Department of Cardiology and Cardiac Surgery, Barts and the London NHS Trust, London Chest Hospital, Bonner Road London E2 9JX, UK
Department of Cardiac Surgery, Royal Brompton and Harefield NHS Trust, London, UK
* Corresponding author. Tel: +44-208-983-2457, Fax: +44-208-983-2278
E-mail address: tatkoh{at}hotmail.com
We have read with interest the timely review by Blann et al.1 (December issue) on the adhesion molecule P-selectin and cardiovascular disease. This is a very comprehensive review on the subject and we would like to commend the authors. We would, however, like to highlight work (including our own) on P-selectin in the cardiac surgery setting, which the article does not cover.
The relatively recent availability of sensitive and specific markers of myocardial injury such as troponin has led to the observation that myocardial injury occurs even after apparently uncomplicated cardiac surgery. Despite employing myocardial preservation methods, myocardial ischaemia and reperfusion are unavoidable consequences of cardiac surgery. Leukocyte-endothelial interactions mediated by cell adhesion molecules including P-selectin may well be one such mechanism by which this myocardial injury occurs. Indeed, as Blann and colleagues point out, monoclonal antibodies designed to block these interactions between P-selectin, endothelium and leucocytes, have been shown to ameliorate myocardial ischaemia-reperfusion injury in animal models.

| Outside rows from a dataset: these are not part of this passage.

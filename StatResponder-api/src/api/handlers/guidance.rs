use std::sync::Arc;

use axum::extract::{Json, Query, State};
use axum::response::IntoResponse;
use tracing::{debug, info, instrument};
use validator::Validate;

use stat_responder_domain::services::GuidanceService;

use crate::api::error::ErrorResponse;
use crate::entities::guidance::{
    convert_to_advice_response, convert_to_symptom_response, convert_to_voice_response,
    CheckerQueryParams, SymptomAdviceResponse, SymptomGuidanceRequest, SymptomGuidanceResponse,
    SymptomListResponse, VoiceGuidanceRequest, VoiceGuidanceResponse,
};

/// Analyze a voice recording for distress keywords and guidance
#[utoipa::path(
    post,
    path = "/api/v1/guidance/voice",
    request_body = VoiceGuidanceRequest,
    responses(
        (status = 200, description = "Keywords and guidance", body = VoiceGuidanceResponse),
        (status = 400, description = "Invalid recording", body = ErrorResponse),
        (status = 502, description = "AI service failed", body = ErrorResponse),
        (status = 503, description = "AI service not configured", body = ErrorResponse),
    ),
    tag = "guidance"
)]
#[instrument(skip(service, request))]
pub async fn voice_guidance(
    State(service): State<Arc<GuidanceService>>,
    Json(request): Json<VoiceGuidanceRequest>,
) -> Result<impl IntoResponse, ErrorResponse> {
    request.validate().map_err(|e| ErrorResponse::from_validation(&e))?;

    info!("Voice guidance requested");
    let guidance = service.voice_guidance(&request.voice_recording_data_uri).await?;
    Ok(Json(convert_to_voice_response(guidance)))
}

/// First-aid guidance for a symptom
#[utoipa::path(
    post,
    path = "/api/v1/guidance/symptom",
    request_body = SymptomGuidanceRequest,
    responses(
        (status = 200, description = "First-aid guidance", body = SymptomGuidanceResponse),
        (status = 400, description = "Invalid symptom", body = ErrorResponse),
        (status = 502, description = "AI service failed", body = ErrorResponse),
        (status = 503, description = "AI service not configured", body = ErrorResponse),
    ),
    tag = "guidance"
)]
#[instrument(skip(service))]
pub async fn symptom_guidance(
    State(service): State<Arc<GuidanceService>>,
    Json(request): Json<SymptomGuidanceRequest>,
) -> Result<impl IntoResponse, ErrorResponse> {
    request.validate().map_err(|e| ErrorResponse::from_validation(&e))?;

    let guidance = service.symptom_guidance(&request.symptom).await?;
    Ok(Json(convert_to_symptom_response(guidance)))
}

/// Symptoms offered for quick selection
#[utoipa::path(
    get,
    path = "/api/v1/guidance/symptoms",
    responses(
        (status = 200, description = "Common symptoms", body = SymptomListResponse),
    ),
    tag = "guidance"
)]
pub async fn list_common_symptoms(State(service): State<Arc<GuidanceService>>) -> impl IntoResponse {
    Json(SymptomListResponse {
        symptoms: service.common_symptoms().iter().map(|s| s.to_string()).collect(),
    })
}

/// Offline symptom checker. Works without any AI configuration.
#[utoipa::path(
    get,
    path = "/api/v1/guidance/checker",
    params(CheckerQueryParams),
    responses(
        (status = 200, description = "Matching advice", body = SymptomAdviceResponse),
        (status = 400, description = "Missing query", body = ErrorResponse),
        (status = 404, description = "No advice for this symptom", body = ErrorResponse),
    ),
    tag = "guidance"
)]
#[instrument(skip(service))]
pub async fn check_symptoms(
    State(service): State<Arc<GuidanceService>>,
    Query(params): Query<CheckerQueryParams>,
) -> Result<impl IntoResponse, ErrorResponse> {
    let query = params.q.unwrap_or_default();
    if query.trim().is_empty() {
        return Err(ErrorResponse::bad_request("Query parameter q is required"));
    }

    match service.check_symptoms(&query) {
        Some(advice) => Ok(Json(convert_to_advice_response(advice))),
        None => {
            debug!("No built-in advice for {:?}", query);
            Err(ErrorResponse::not_found("symptom advice"))
        }
    }
}
use serde::{Deserialize, Serialize};

/// Keywords heard in a distress recording and the advice derived from them
#[derive(Debug, Clone, PartialEq, Eq, Serialize, Deserialize)]
pub struct VoiceGuidance {
    #[serde(default)]
    pub keywords: Vec<String>,
    pub guidance: String,
}

/// First-aid advice for a single symptom
#[derive(Debug, Clone, PartialEq, Eq, Serialize, Deserialize)]
pub struct SymptomGuidance {
    pub guidance: String,
}

/// Canned advice from the built-in symptom checker
#[derive(Debug, Clone, PartialEq, Eq, Serialize, Deserialize)]
pub struct SymptomAdvice {
    pub title: String,
    pub advice: Vec<String>,
}

/// A hospital returned by a places search
#[derive(Debug, Clone, PartialEq, Eq, Serialize, Deserialize)]
pub struct Hospital {
    pub name: String,
    /// Address or general vicinity
    pub vicinity: String,
    pub place_id: String,
}

/// Binary media attached inline to a model prompt
#[derive(Debug, Clone, PartialEq, Eq)]
pub struct InlineMedia {
    pub mime_type: String,
    /// Base64 payload, already validated
    pub data: String,
}

/// A single prompt sent to a generative model
#[derive(Debug, Clone, PartialEq, Eq)]
pub struct GenerationRequest {
    pub prompt: String,
    pub media: Option<InlineMedia>,
    /// Ask the model for a JSON document instead of free text
    pub json_output: bool,
}

impl GenerationRequest {
    pub fn text(prompt: impl Into<String>) -> Self {
        Self {
            prompt: prompt.into(),
            media: None,
            json_output: false,
        }
    }

    pub fn with_media(mut self, media: InlineMedia) -> Self {
        self.media = Some(media);
        self
    }

    pub fn expect_json(mut self) -> Self {
        self.json_output = true;
        self
    }
}
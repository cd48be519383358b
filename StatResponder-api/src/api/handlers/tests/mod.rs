use axum::{
    body::{to_bytes, Body},
    http::{Method, Request, StatusCode},
    Router,
};
use serde_json::Value;
use tower::ServiceExt;

mod contacts_test;
mod guidance_test;
mod sos_test;

/// Send a request through the router and decode the JSON reply
pub(super) async fn send(router: &Router, method: Method, uri: &str, body: Option<Value>) -> (StatusCode, Value) {
    let request = Request::builder().method(method).uri(uri);
    let request = match body {
        Some(json) => request
            .header("content-type", "application/json")
            .body(Body::from(json.to_string())),
        None => request.body(Body::empty()),
    }
    .unwrap();

    let response = router.clone().oneshot(request).await.unwrap();
    let status = response.status();
    let bytes = to_bytes(response.into_body(), usize::MAX).await.unwrap();
    let json = if bytes.is_empty() {
        Value::Null
    } else {
        serde_json::from_slice(&bytes).unwrap()
    };

    (status, json)
}
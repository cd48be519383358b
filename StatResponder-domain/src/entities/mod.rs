// Domain entities and value objects
pub mod user_data;
pub mod location;
pub mod guidance;
pub mod conversions;

// Re-export common types for easier imports
pub use user_data::{EmergencyContact, MedicalInfo, NewEmergencyContact, UserDataSnapshot, UserId};
pub use location::{InvalidLocation, LocationStatus, UserLocation};
pub use guidance::{GenerationRequest, Hospital, InlineMedia, SymptomAdvice, SymptomGuidance, VoiceGuidance};
// Database modules
pub mod connection;
pub mod migrations;

// Re-export database connection types and functions
pub use connection::{
    get_db_pool, initialize_database_pool, DatabaseConfig, DatabaseError,
    DatabasePool, DEFAULT_SQLITE_PATH,
};
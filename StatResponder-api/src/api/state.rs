use std::sync::Arc;

use axum::extract::FromRef;

use stat_responder_domain::health::HealthServiceTrait;
use stat_responder_domain::services::{GuidanceService, HospitalService, UserDataServiceTrait};

/// Service type for dependency injection
pub type UserDataService = Arc<dyn UserDataServiceTrait>;

/// Health service type for dependency injection
pub type HealthService = Arc<dyn HealthServiceTrait>;

/// Settings the handlers report back to clients
#[derive(Debug, Clone)]
pub struct ServerSettings {
    /// Number the SOS flow prompts the user to call
    pub emergency_number: String,
    /// Deployment environment reported by the health check
    pub environment: String,
}

/// Everything the router hands to its handlers
#[derive(Clone, FromRef)]
pub struct AppState {
    pub user_data: UserDataService,
    pub guidance: Arc<GuidanceService>,
    pub hospitals: Arc<HospitalService>,
    pub health: HealthService,
    pub settings: Arc<ServerSettings>,
}

impl AppState {
    pub fn new(
        user_data: UserDataService,
        guidance: GuidanceService,
        hospitals: HospitalService,
        health: HealthService,
        settings: ServerSettings,
    ) -> Self {
        Self {
            user_data,
            guidance: Arc::new(guidance),
            hospitals: Arc::new(hospitals),
            health,
            settings: Arc::new(settings),
        }
    }
}
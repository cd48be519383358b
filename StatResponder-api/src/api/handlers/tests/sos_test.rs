use axum::http::{Method, StatusCode};
use serde_json::json;

use super::send;
use crate::api::routes::tests::{create_test_app, create_unloaded_test_app};

#[tokio::test]
async fn test_sos_with_contact_and_location() {
    let app = create_test_app().await;
    let contact = json!({ "name": "Jane Doe", "relationship": "Spouse", "phoneNumber": "+1234567890" });
    send(&app.router, Method::POST, "/api/v1/contacts", Some(contact)).await;

    let location = json!({ "latitude": 40.712776, "longitude": -74.005974 });
    let (status, body) = send(&app.router, Method::POST, "/api/v1/sos", Some(location)).await;

    assert_eq!(status, StatusCode::OK);
    assert_eq!(body["telUri"], "tel:911");
    assert_eq!(body["emergencyNumber"], "911");
    assert_eq!(body["primaryContact"], "Jane Doe");
    assert_eq!(body["medicalInfoAvailable"], false);

    let message = body["message"].as_str().unwrap();
    assert!(message.starts_with("Emergency SOS initiated!\n"));
    assert!(message.contains("Current Location: Lat 40.7128, Lon -74.0060"));
    assert!(message.contains("Primary emergency contact (Jane Doe) will be notified."));
}

#[tokio::test]
async fn test_sos_without_location() {
    let app = create_test_app().await;

    let request = json!({ "locationError": "User denied Geolocation" });
    let (status, body) = send(&app.router, Method::POST, "/api/v1/sos", Some(request)).await;

    assert_eq!(status, StatusCode::OK);
    assert!(body["primaryContact"].is_null());
    assert!(body["message"]
        .as_str()
        .unwrap()
        .contains("Location: Could not be determined (User denied Geolocation)"));
}

#[tokio::test]
async fn test_sos_rejects_half_a_location() {
    let app = create_test_app().await;

    let (status, body) = send(&app.router, Method::POST, "/api/v1/sos", Some(json!({ "latitude": 40.0 }))).await;
    assert_eq!(status, StatusCode::BAD_REQUEST);
    assert_eq!(body["error"], "validation_error");
}

#[tokio::test]
async fn test_preparedness_text() {
    let app = create_test_app().await;
    let info = json!({ "allergies": "Penicillin", "medications": "", "conditions": "" });
    send(&app.router, Method::PUT, "/api/v1/medical-info", Some(info)).await;

    let (status, body) = send(&app.router, Method::POST, "/api/v1/sos/preparedness", Some(json!({}))).await;
    assert_eq!(status, StatusCode::OK);

    let text = body["text"].as_str().unwrap();
    assert!(text.starts_with("EMERGENCY INFO:\nLocation: Attempting to fetch...\n"));
    assert!(text.contains("Allergies: Penicillin\nMedications: None specified\n"));
    assert!(text.contains("No emergency contacts provided."));
}

#[tokio::test]
async fn test_emergency_directory() {
    let app = create_test_app().await;

    let (status, body) = send(&app.router, Method::GET, "/api/v1/emergency-directory", None).await;
    assert_eq!(status, StatusCode::OK);

    let hospitals = body["hospitals"].as_array().unwrap();
    let ambulances = body["ambulanceServices"].as_array().unwrap();
    assert_eq!(hospitals.len(), 4);
    assert_eq!(ambulances.len(), 3);

    assert_eq!(hospitals[2]["name"], "St. Luke's Emergency");
    assert_eq!(hospitals[2]["number"], "555-0103");
    assert_eq!(hospitals[2]["telUri"], "tel:555-0103");
    assert_eq!(ambulances[0]["name"], "Citywide Ambulance");
    assert_eq!(ambulances[0]["telUri"], "tel:555-0201");
}

#[tokio::test]
async fn test_emergency_directory_is_served_while_loading() {
    let app = create_unloaded_test_app();

    let (status, body) = send(&app.router, Method::GET, "/api/v1/emergency-directory", None).await;
    assert_eq!(status, StatusCode::OK);
    assert_eq!(body["hospitals"][0]["telUri"], "tel:555-0101");
}
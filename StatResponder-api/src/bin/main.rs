use std::net::SocketAddr;
use std::time::Duration;

use anyhow::Context;
use dotenv::dotenv;
use tokio::net::TcpListener;
use tokio::signal;
use tracing::{error, info};
use tracing_subscriber::{
    fmt::{self, format::FmtSpan},
    prelude::*,
    EnvFilter,
};

use stat_responder_api::bootstrap::{build_backend, build_state, load_user_data};
use stat_responder_api::create_app;
use stat_responder_domain::config::AppConfig;

/// The main entry point for the StatResponder API server
///
/// This function:
/// 1. Initializes environment variables from .env file
/// 2. Sets up tracing for logging
/// 3. Opens the configured storage backend
/// 4. Starts loading the user's data in the background
/// 5. Creates and starts the Axum web application
/// 6. Handles graceful shutdown
#[tokio::main]
async fn main() -> anyhow::Result<()> {
    if dotenv().is_err() {
        eprintln!("Warning: .env file not found or couldn't be read. Using environment variables.");
    }

    let env_filter = EnvFilter::try_from_default_env()
        .unwrap_or_else(|_| EnvFilter::new("info"));

    tracing_subscriber::registry()
        .with(fmt::layer()
            .with_span_events(FmtSpan::CLOSE)
            .with_target(false)
            .with_ansi(true)
            .with_timer(fmt::time::uptime())
            .with_writer(std::io::stdout))
        .with(env_filter)
        .init();

    info!("🚑 Starting StatResponder API server");

    let config = AppConfig::from_env().context("Invalid configuration")?;

    if !config.data_dir.exists() {
        info!("Creating data directory: {}", config.data_dir.display());
        std::fs::create_dir_all(&config.data_dir).with_context(|| {
            format!("Failed to create data directory {}", config.data_dir.display())
        })?;
    }

    let backend = build_backend(&config)?;
    info!(
        "Persisting with the {} backend ({})",
        backend.repository.backend_name(),
        backend.mode.as_str()
    );

    let state = build_state(&config, backend)?;

    // Requests are served while loading; writes get 503 until it finishes
    tokio::spawn(load_user_data(state.user_data.clone(), Duration::from_secs(1)));

    let app = create_app(state);

    let addr = SocketAddr::from(([0, 0, 0, 0], config.port));
    info!("Listening on {}", addr);

    let listener = TcpListener::bind(addr)
        .await
        .with_context(|| format!("Failed to bind {}", addr))?;

    axum::serve(listener, app)
        .with_graceful_shutdown(shutdown_signal())
        .await
        .context("Server error")?;

    info!("Server shutdown complete");
    Ok(())
}

/// Resolves on CTRL+C or, on Unix, SIGTERM
async fn shutdown_signal() {
    let ctrl_c = async {
        if let Err(e) = signal::ctrl_c().await {
            error!("Failed to listen for Ctrl+C: {}", e);
            std::future::pending::<()>().await;
        }
    };

    #[cfg(unix)]
    let terminate = async {
        match signal::unix::signal(signal::unix::SignalKind::terminate()) {
            Ok(mut stream) => {
                stream.recv().await;
            }
            Err(e) => {
                error!("Failed to install SIGTERM handler: {}", e);
                std::future::pending::<()>().await;
            }
        }
    };

    #[cfg(not(unix))]
    let terminate = std::future::pending::<()>();

    tokio::select! {
        _ = ctrl_c => {},
        _ = terminate => {},
    }

    info!("Shutting down server...");
}
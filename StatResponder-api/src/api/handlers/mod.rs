pub mod health;
pub mod user_data;
pub mod contacts;
pub mod guidance;
pub mod hospitals;
pub mod sos;

// Tests module
#[cfg(test)]
mod tests;

// Re-export handlers for easier imports
pub use contacts::{create_contact, delete_contact, list_contacts, update_contact};
pub use guidance::{check_symptoms, list_common_symptoms, symptom_guidance, voice_guidance};
pub use health::health_check;
pub use hospitals::nearby_hospitals;
pub use sos::{list_emergency_directory, preparedness_text, trigger_sos};
pub use user_data::{get_medical_info, get_user_data, update_medical_info};
use std::sync::Arc;

use axum::extract::{Json, State};
use axum::response::IntoResponse;
use tracing::instrument;
use validator::Validate;

use stat_responder_domain::services::HospitalService;

use crate::api::error::ErrorResponse;
use crate::entities::guidance::{convert_to_hospital_response, NearbyHospitalsRequest, NearbyHospitalsResponse};

/// Hospitals near the given coordinates
#[utoipa::path(
    post,
    path = "/api/v1/hospitals/nearby",
    request_body = NearbyHospitalsRequest,
    responses(
        (status = 200, description = "Nearby hospitals", body = NearbyHospitalsResponse),
        (status = 400, description = "Invalid coordinates", body = ErrorResponse),
        (status = 502, description = "Places service failed", body = ErrorResponse),
        (status = 503, description = "Places service not configured", body = ErrorResponse),
    ),
    tag = "hospitals"
)]
#[instrument(skip(service))]
pub async fn nearby_hospitals(
    State(service): State<Arc<HospitalService>>,
    Json(request): Json<NearbyHospitalsRequest>,
) -> Result<impl IntoResponse, ErrorResponse> {
    request.validate().map_err(|e| ErrorResponse::from_validation(&e))?;

    let hospitals = service.find_nearby(request.latitude, request.longitude).await?;
    Ok(Json(NearbyHospitalsResponse {
        hospitals: hospitals.into_iter().map(convert_to_hospital_response).collect(),
    }))
}
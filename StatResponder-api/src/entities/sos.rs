use serde::{Deserialize, Serialize};
use utoipa::ToSchema;
use validator::Validate;

use stat_responder_domain::entities::{LocationStatus, UserLocation};
use stat_responder_domain::services::{DirectoryEntry, SosReport};

/// What the client knows about its position.
///
/// Send both coordinates when a fix is available, or `locationError` when
/// the device could not determine one. An empty object means the fix is
/// still pending.
#[derive(Debug, Clone, Default, Serialize, Deserialize, Validate, ToSchema)]
#[serde(rename_all = "camelCase", default)]
pub struct LocationRequest {
    #[validate(range(min = -90.0, max = 90.0, message = "Latitude must be between -90 and 90"))]
    #[schema(example = 40.712776)]
    pub latitude: Option<f64>,

    #[validate(range(min = -180.0, max = 180.0, message = "Longitude must be between -180 and 180"))]
    #[schema(example = -74.005974)]
    pub longitude: Option<f64>,

    /// Why the device could not determine a position
    #[schema(example = "User denied Geolocation")]
    pub location_error: Option<String>,
}

impl LocationRequest {
    /// Interpret the request as a location status
    pub fn to_status(&self) -> Result<LocationStatus, String> {
        let location = match (self.latitude, self.longitude) {
            (Some(latitude), Some(longitude)) => {
                Some(UserLocation::new(latitude, longitude).map_err(|e| e.to_string())?)
            }
            (None, None) => None,
            _ => return Err("Latitude and longitude must be provided together".to_string()),
        };

        Ok(LocationStatus::from_parts(location, self.location_error.clone()))
    }
}

/// What the SOS button reports when triggered
#[derive(Debug, Clone, Serialize, Deserialize, ToSchema)]
#[serde(rename_all = "camelCase")]
pub struct SosResponse {
    /// Multi-line alert text
    pub message: String,
    #[schema(example = "911")]
    pub emergency_number: String,
    #[schema(example = "tel:911")]
    pub tel_uri: String,
    /// Contact that would be notified first
    pub primary_contact: Option<String>,
    pub medical_info_available: bool,
}

/// Plain-text summary for copying
#[derive(Debug, Clone, Serialize, Deserialize, ToSchema)]
pub struct PreparednessResponse {
    pub text: String,
}

/// A local emergency service with a dialable link
#[derive(Debug, Clone, Serialize, Deserialize, ToSchema)]
#[serde(rename_all = "camelCase")]
pub struct DirectoryEntryResponse {
    #[schema(example = "City General Hospital")]
    pub name: String,
    #[schema(example = "555-0101")]
    pub number: String,
    #[schema(example = "tel:555-0101")]
    pub tel_uri: String,
}

/// Hospitals and ambulance services to call directly
#[derive(Debug, Clone, Serialize, Deserialize, ToSchema)]
#[serde(rename_all = "camelCase")]
pub struct EmergencyDirectoryResponse {
    pub hospitals: Vec<DirectoryEntryResponse>,
    pub ambulance_services: Vec<DirectoryEntryResponse>,
}

pub fn convert_to_directory_entry(entry: &DirectoryEntry) -> DirectoryEntryResponse {
    DirectoryEntryResponse {
        name: entry.name.to_string(),
        number: entry.number.to_string(),
        tel_uri: entry.tel_uri(),
    }
}

pub fn convert_to_sos_response(report: SosReport) -> SosResponse {
    SosResponse {
        message: report.message,
        emergency_number: report.emergency_number,
        tel_uri: report.tel_uri,
        primary_contact: report.primary_contact,
        medical_info_available: report.medical_info_available,
    }
}

#[cfg(test)]
mod tests {
    use super::*;

    #[test]
    fn test_empty_request_is_pending() {
        let request: LocationRequest = serde_json::from_str("{}").unwrap();
        assert_eq!(request.to_status().unwrap(), LocationStatus::Pending);
    }

    #[test]
    fn test_coordinates_win_over_error() {
        let request = LocationRequest {
            latitude: Some(40.0),
            longitude: Some(-75.0),
            location_error: Some("timeout".to_string()),
        };
        assert!(matches!(request.to_status().unwrap(), LocationStatus::Known(_)));
    }

    #[test]
    fn test_location_error_only() {
        let request: LocationRequest =
            serde_json::from_str(r#"{"locationError":"User denied Geolocation"}"#).unwrap();
        assert_eq!(
            request.to_status().unwrap(),
            LocationStatus::Unavailable("User denied Geolocation".to_string())
        );
    }

    #[test]
    fn test_half_a_location_is_rejected() {
        let request = LocationRequest { latitude: Some(40.0), ..Default::default() };
        assert!(request.to_status().is_err());
    }
}
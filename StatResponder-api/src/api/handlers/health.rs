use std::collections::BTreeMap;
use std::sync::{Arc, Once};
use std::time::{SystemTime, UNIX_EPOCH};

use axum::{extract::State, http::StatusCode, response::IntoResponse, Json};
use once_cell::sync::OnceCell;
use serde::{Deserialize, Serialize};
use tracing::{info, instrument};
use utoipa::ToSchema;

use stat_responder_domain::health::{ComponentStatus, SystemStatus};

use crate::api::state::{HealthService, ServerSettings};

/// Health check response model with system information
#[derive(Serialize, Deserialize, ToSchema)]
pub struct HealthResponse {
    /// Current service status ("ok", "degraded", or "error")
    pub status: String,
    /// Current application version from Cargo manifest
    pub version: String,
    /// Timestamp of when the response was generated
    pub timestamp: u64,
    /// Uptime of the service in seconds
    #[serde(skip_serializing_if = "Option::is_none")]
    pub uptime: Option<u64>,
    /// Status of each component, keyed by component name
    pub components: BTreeMap<String, ComponentHealthStatus>,
    /// Environment information
    pub environment: String,
}

/// Health status for an individual component
#[derive(Serialize, Deserialize, ToSchema)]
pub struct ComponentHealthStatus {
    /// Status of the component ("ok", "degraded", or "error")
    pub status: String,
    /// Optional message with more details
    #[serde(skip_serializing_if = "Option::is_none")]
    pub message: Option<String>,
}

// Track the time when the server started using a thread-safe OnceCell
static SERVER_START_TIME: OnceCell<u64> = OnceCell::new();
static INIT: Once = Once::new();

fn unix_now() -> u64 {
    SystemTime::now()
        .duration_since(UNIX_EPOCH)
        .map(|d| d.as_secs())
        .unwrap_or(0)
}

/// Initialize the server start time
pub fn initialize_server_start_time() {
    INIT.call_once(|| {
        let _ = SERVER_START_TIME.set(unix_now());
    });
}

/// Health check endpoint reporting storage, the user data store and integrations
#[utoipa::path(
    get,
    path = "/health",
    responses(
        (status = 200, description = "API is healthy", body = HealthResponse),
        (status = 500, description = "API is not healthy", body = HealthResponse),
        (status = 503, description = "API is degraded", body = HealthResponse)
    ),
    tag = "health"
)]
#[instrument(skip(health_service, settings))]
pub async fn health_check(
    State(health_service): State<HealthService>,
    State(settings): State<Arc<ServerSettings>>,
) -> impl IntoResponse {
    info!("Health check requested");

    let now = unix_now();
    let uptime = SERVER_START_TIME.get().map(|&start_time| now.saturating_sub(start_time));

    let system_health = health_service.get_system_health().await;

    let (overall_status, status_code) = match system_health.status {
        SystemStatus::Healthy => ("ok", StatusCode::OK),
        SystemStatus::Degraded => ("degraded", StatusCode::SERVICE_UNAVAILABLE),
        SystemStatus::Unhealthy => ("error", StatusCode::INTERNAL_SERVER_ERROR),
    };

    let components = system_health
        .components
        .into_iter()
        .map(|(name, component)| {
            let status = ComponentHealthStatus {
                status: map_component_status(&component.status).to_string(),
                message: component.details,
            };
            (name, status)
        })
        .collect();

    let response = HealthResponse {
        status: overall_status.to_string(),
        version: env!("CARGO_PKG_VERSION").to_string(),
        timestamp: now,
        uptime,
        components,
        environment: settings.environment.clone(),
    };

    (status_code, Json(response))
}

/// Map domain component status to API status string
fn map_component_status(status: &ComponentStatus) -> &'static str {
    match status {
        ComponentStatus::Healthy => "ok",
        ComponentStatus::Degraded => "degraded",
        ComponentStatus::Unhealthy => "error",
    }
}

Boldt et al.2 showed elegantly that only patients undergoing cardiac surgery (with cardiopulmonary bypass), and not those having major abdominal or lung surgery, showed elevation of P-selectin and other soluble cell adhesion molecules (ICAM-1 and VCAM-1) 2 and 5 h after cardiac surgery. It was therefore postulated that activation of pro-inflammatory cascades, ischaemia and reperfusion phenomenon, and microcirculatory dysfunction may be the mechanisms for this difference and could be the target of modulation.
These observations were also confirmed in children and infants undergoing surgery with cardiopulmonary bypass by Blume et al.3 P-selectin (and E and L selectin as well) rose in the 6 h after cardiopulmonary bypass. Peak soluble P-selectin levels were also found to be associated with total cardiopulmonary support time and preoperative cyanosis. Thus, soluble adhesion molecule levels after cardiopulmonary bypass change most significantly in patients with the highest potential for vascular injury such as those with longer pump times and in cyanotic patients.
The institution of an artificial non-pulsatile circulation, namely, cardiopulmonary bypass itself, has a detrimental effect by inducing a systemic inflammatory response so-called "post perfusion syndrome". We concur with Blann and colleagues that the observation of elevation in soluble P-selectin may not, per se, be a reflection of a response to inflammatory cytokines.
We have been able to show that in patients not subjected to cardiopulmonary bypass, during beating heart (off-pump) surgery using the "Octopus" device, that soluble P-selectin levels become elevated in coronary sinus blood draining directly from the heart within 5 min of reperfusion.4 In addition, P-selectin levels were significantly correlated with troponin I, a sensitive marker of myocardial injury. Others have also observed similar changes in soluble adhesion molecules, including P-selectin, in cardiac surgery patients not subjected to cardiopulmonary bypass. Thus, elevation of P-selectin can be a direct consequence of coronary occlusion (in our study, for mean of 17 min) during beating heart surgery, and can be independent of the pro-inflammatory effect of cardiopulmonary bypass.
Finally, recent work on saphenous vein grafts by Chello et al.5 show upregulation of P-selectin on saphenous vein endothelium when subjected to mechanical trauma in the form of pressure distension. They demonstrated greater adhesion of both unstimulated and activated neutrophils in distended veins compared with control veins. It has been postulated that neutrophil-endothelial interaction may be involved in the pathogenesis of early graft occlusion.
Thus, leukocyte-endothelial interactions mediated by cell adhesion molecules, in particular P-selectin, are likely to be important in the cardiac surgical field, one in which amelioration of myocardial ischaemia and reperfusion injury and graft failure remain challenges to the cardiac surgeon. This field remains an area of fruitful, on-going clinical and basic research for mechanisms to modulate such interactions to produce clinical benefit to the cardiac surgical patient.